** Provided entries follows **
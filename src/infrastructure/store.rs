//! Tree store implementations: HTTP client and in-memory store.

use std::sync::Mutex;
use std::time::Duration;

use reqwest::blocking::{Client, Response};
use serde::Serialize;
use tracing::{debug, trace};
use url::Url;

use crate::domain::{from_json_str, to_json_string, SavedTree, TreeId, TreeNode};
use crate::infrastructure::error::{StoreError, StoreResult};
use crate::infrastructure::traits::TreeStore;

const LIST_PATH: &str = "api/previous-trees";
const SAVE_PATH: &str = "api/save-tree";

/// Body of a save request. The tree travels as a JSON-encoded string.
#[derive(Debug, Serialize)]
#[serde(rename_all = "camelCase")]
struct SaveTreeRequest<'a> {
    input_numbers: &'a str,
    tree_structure: String,
}

/// Blocking HTTP client for the tree store API.
#[derive(Debug, Clone)]
pub struct HttpTreeStore {
    base_url: Url,
    client: Client,
}

impl HttpTreeStore {
    pub fn new(base_url: &str, timeout: Duration) -> StoreResult<Self> {
        let mut base_url = Url::parse(base_url)?;
        // keep a trailing slash so joins extend the path instead of replacing it
        if !base_url.path().ends_with('/') {
            let path = format!("{}/", base_url.path());
            base_url.set_path(&path);
        }
        let client = Client::builder()
            .timeout(timeout)
            .build()
            .map_err(|source| StoreError::Transport {
                url: base_url.to_string(),
                source,
            })?;
        Ok(Self { base_url, client })
    }

    fn endpoint(&self, path: &str) -> StoreResult<Url> {
        Ok(self.base_url.join(path)?)
    }

    fn check(url: &Url, response: reqwest::Result<Response>) -> StoreResult<String> {
        let transport = |source| StoreError::Transport {
            url: url.to_string(),
            source,
        };
        let response = response.map_err(transport)?;
        let status = response.status();
        if !status.is_success() {
            return Err(StoreError::Status {
                url: url.to_string(),
                status: status.as_u16(),
            });
        }
        let body = response.text().map_err(transport)?;
        trace!("response body: {body}");
        Ok(body)
    }

    fn decode<T: serde::de::DeserializeOwned>(url: &Url, body: &str) -> StoreResult<T> {
        from_json_str(body).map_err(|source| StoreError::Decode {
            url: url.to_string(),
            source,
        })
    }
}

impl TreeStore for HttpTreeStore {
    fn list_trees(&self) -> StoreResult<Vec<SavedTree>> {
        let url = self.endpoint(LIST_PATH)?;
        debug!("GET {url}");
        let body = Self::check(&url, self.client.get(url.clone()).send())?;
        Self::decode(&url, &body)
    }

    fn save_tree(&self, input_numbers: &str, tree: Option<&TreeNode>) -> StoreResult<SavedTree> {
        let url = self.endpoint(SAVE_PATH)?;
        let request = SaveTreeRequest {
            input_numbers,
            tree_structure: to_json_string(&tree).map_err(StoreError::Encode)?,
        };
        debug!("POST {url}");
        trace!(?request, "payload");
        let body = Self::check(&url, self.client.post(url.clone()).json(&request).send())?;
        Self::decode(&url, &body)
    }
}

/// Store kept in process memory; ids count up from 1.
#[derive(Debug, Default)]
pub struct MemoryTreeStore {
    trees: Mutex<Vec<SavedTree>>,
}

impl MemoryTreeStore {
    pub fn new() -> Self {
        Self::default()
    }

    /// Store pre-populated with `trees`.
    pub fn with_trees(trees: Vec<SavedTree>) -> Self {
        Self {
            trees: Mutex::new(trees),
        }
    }

    fn next_id(trees: &[SavedTree]) -> TreeId {
        trees.iter().map(|t| t.id).max().unwrap_or(0) + 1
    }
}

impl TreeStore for MemoryTreeStore {
    fn list_trees(&self) -> StoreResult<Vec<SavedTree>> {
        let trees = self
            .trees
            .lock()
            .map_err(|_| StoreError::Unavailable("memory store poisoned".into()))?;
        Ok(trees.clone())
    }

    fn save_tree(&self, input_numbers: &str, tree: Option<&TreeNode>) -> StoreResult<SavedTree> {
        let mut trees = self
            .trees
            .lock()
            .map_err(|_| StoreError::Unavailable("memory store poisoned".into()))?;
        let saved = SavedTree {
            id: Self::next_id(&trees),
            input_numbers: input_numbers.to_string(),
            tree_structure: tree.cloned(),
        };
        trees.push(saved.clone());
        Ok(saved)
    }
}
** End of Provided entries **
What you will do: Only a number is expected: the count of lines in the entries that include the string "crate".

Completed task: 3